Saved data entries:
-- -- --

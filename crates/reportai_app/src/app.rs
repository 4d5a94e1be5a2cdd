use std::time::Duration;

use iced::{executor, Application, Command, Element, Subscription, Theme};
use reportai_core::{update, FormState, Msg};

use crate::effects::EffectRunner;
use crate::ui;

/// Interval at which pending client events are drained into the core.
const EVENT_POLL_INTERVAL: Duration = Duration::from_millis(75);

pub struct ReportApp {
    state: FormState,
    effects: EffectRunner,
}

impl Application for ReportApp {
    type Message = Msg;
    type Theme = Theme;
    type Executor = executor::Default;
    type Flags = ();

    fn new(_flags: ()) -> (Self, Command<Msg>) {
        let app = Self {
            state: FormState::new(),
            effects: EffectRunner::new(),
        };
        (app, Command::none())
    }

    fn title(&self) -> String {
        "Report.ai".to_string()
    }

    fn update(&mut self, message: Msg) -> Command<Msg> {
        let drained = if matches!(message, Msg::Tick) {
            self.effects.poll()
        } else {
            Vec::new()
        };

        self.apply(message);
        for msg in drained {
            self.apply(msg);
        }

        Command::none()
    }

    fn view(&self) -> Element<Msg> {
        ui::view(self.state.view())
    }

    fn subscription(&self) -> Subscription<Msg> {
        iced::time::every(EVENT_POLL_INTERVAL).map(|_| Msg::Tick)
    }
}

impl ReportApp {
    fn apply(&mut self, msg: Msg) {
        let state = std::mem::take(&mut self.state);
        let (state, effects) = update(state, msg);
        self.state = state;
        self.effects.run(effects);
    }
}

-- -- --

● **Work required**
Every line must be copied exactly as it stands above.

● **Your response**
filename crates/reportai_app/src/app.rs
repository 4d5a94e1be5a2cdd
use std::time::Duration;

use iced::{executor, Application, Command, Element, Subscription, Theme};
use reportai_core::{update, FormState, Msg};

use crate::effects::EffectRunner;
use crate::ui;

/// Interval at which pending client events are drained into the core.
const EVENT_POLL_INTERVAL: Duration = Duration::from_millis(75);

pub struct ReportApp {
    state: FormState,
    effects: EffectRunner,
}

impl Application for ReportApp {
    type Message = Msg;
    type Theme = Theme;
    type Executor = executor::Default;
    type Flags = ();

    fn new(_flags: ()) -> (Self, Command<Msg>) {
        let app = Self {
            state: FormState::new(),
            effects: EffectRunner::new(),
        };
        (app, Command::none())
    }

    fn title(&self) -> String {
        "Report.ai".to_string()
    }

    fn update(&mut self, message: Msg) -> Command<Msg> {
        let drained = if matches!(message, Msg::Tick) {
            self.effects.poll()
        } else {
            Vec::new()
        };

        self.apply(message);
        for msg in drained {
            self.apply(msg);
        }

        Command::none()
    }

    fn view(&self) -> Element<Msg> {
        ui::view(self.state.view())
    }

    fn subscription(&self) -> Subscription<Msg> {
        iced::time::every(EVENT_POLL_INTERVAL).map(|_| Msg::Tick)
    }
}

impl ReportApp {
    fn apply(&mut self, msg: Msg) {
        let state = std::mem::take(&mut self.state);
        let (state, effects) = update(state, msg);
        self.state = state;
        self.effects.run(effects);
    }
}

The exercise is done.